The Role: Director, Information Security - Governance & Policy
The Location: New York, NY or Hightstown, NJ
The Impact: You will be responsible for creating, maintaining and implementing policies, standards and procedures that support the Information Security organization. This will ensure that security policies, standards, guidelines, communication programs provide comprehensive, coherent, implementable and repeatable processes.
What’s in it for you: You will have the opportunity to function as an integral member of the Information Security team and collaborate with various security, business, audit and IT teams in order to develop and execute a comprehensive Information Security Policies & Governance Program. You will also assist in formulating & standing up the necessary governance bodies to support Information Security working with S&P Global divisions.
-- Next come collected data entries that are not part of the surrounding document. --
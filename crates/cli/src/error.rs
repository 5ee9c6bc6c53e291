use std::path::PathBuf;

use thiserror::Error;

#[derive(Debug, Error)]
pub enum CliError {
	#[error("failed to read config {path}: {source}")]
	ConfigRead {
		path: PathBuf,
		#[source]
		source: std::io::Error,
	},

	#[error("invalid config {path}: {source}")]
	ConfigParse {
		path: PathBuf,
		#[source]
		source: serde_json::Error,
	},

	#[error("invalid argument: {0}")]
	InvalidArgument(String),

	#[error(transparent)]
	Launch(#[from] binder::LaunchFailure),

	#[error(transparent)]
	Binder(#[from] binder::Error),

	#[error(transparent)]
	Runtime(#[from] binder_runtime::RuntimeError),
}

pub type Result<T> = std::result::Result<T, CliError>;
Finally, you will be able to assist in regulatory responses, resulting management action plans, and requisite follow-up.
- Responsible for the creation and maintenance of Information Security policies, standards, guidelines and procedures.
- Translate standard frameworks, recommendations from subject matter experts, and industry best practices into high-quality, coherent and implementable policies, standards and procedures.
- Harmonize content of new and updated artifacts with other enterprise policies and standards and security frameworks.
- Work closely with the divisions to effectively implement them.
- Responsible for effectively communicating & highlighting content and roadmaps intended for varied audiences.
- Collaborate with the Information Security and Risk Management teams on policy and governance related issues and concerns in order to develop update and measure effectiveness of policies, standards and procedures
- Ensure procedures and processes are relevant.
- Aid in integration with existing and new business processes.
- Collaborate with the Information Security team to integrate policies and standards related content into training & awareness programs.
- Establish the appropriate metrics and reporting to measure program effectiveness.
- Assist in formulating & enacting the necessary governance entities to support Information Security working with S&P Global divisions & Risk Management.
- Assist with regulatory responses, resulting management action plans and requisite follow-up.
- Support other Information Security processes and projects as necessary.
- BS or MS preferably in Computer Science with a concentration in Information Security.
- Security and risk management certification (e.g. CRISC, CGEIT, CISSP, CISM, CRMA)
- At least 5+ years working with IT risk and/or security; prior information security and risk management experience in a financial services company.
- Experience working in information security and demonstrable understanding of the concepts of information security. Experience with information security risk assessments and audit. Knowledgeable with Information Security laws and regulations. Knowledgeable with Information Security control frameworks and standards. Experience with NIST Cyber Security Framework (CSF); NIST 800-53 Rev 4; ISO 27001/2/5 and OWASP are a plus.
- Experience working with various financial regulatory entities (SEC, ESMA, FSA, MAS, et al) – a plus.
- Excellent communication skills. Ability to communicate with various levels of the organization including technical as well as non-technical audiences. Great customer service and relationship management skills. Skilled in executive level presentations and briefings. Experience managing communication to internal customers.
- Demonstrated ability to think creatively while accounting for multiple perspectives in any given scenario. Flexibility to adjust to multiple demands, shifting priorities, ambiguity, and rapid change.
- Must be able to work independently and with minimal direct supervision.
- Focused on how to best convey procedures and information clearly and concisely.
- Project Management experience is a plus.
- Excellent time management, organizational, and decision-making skills.
- Good judgment, tact, and decision-making ability.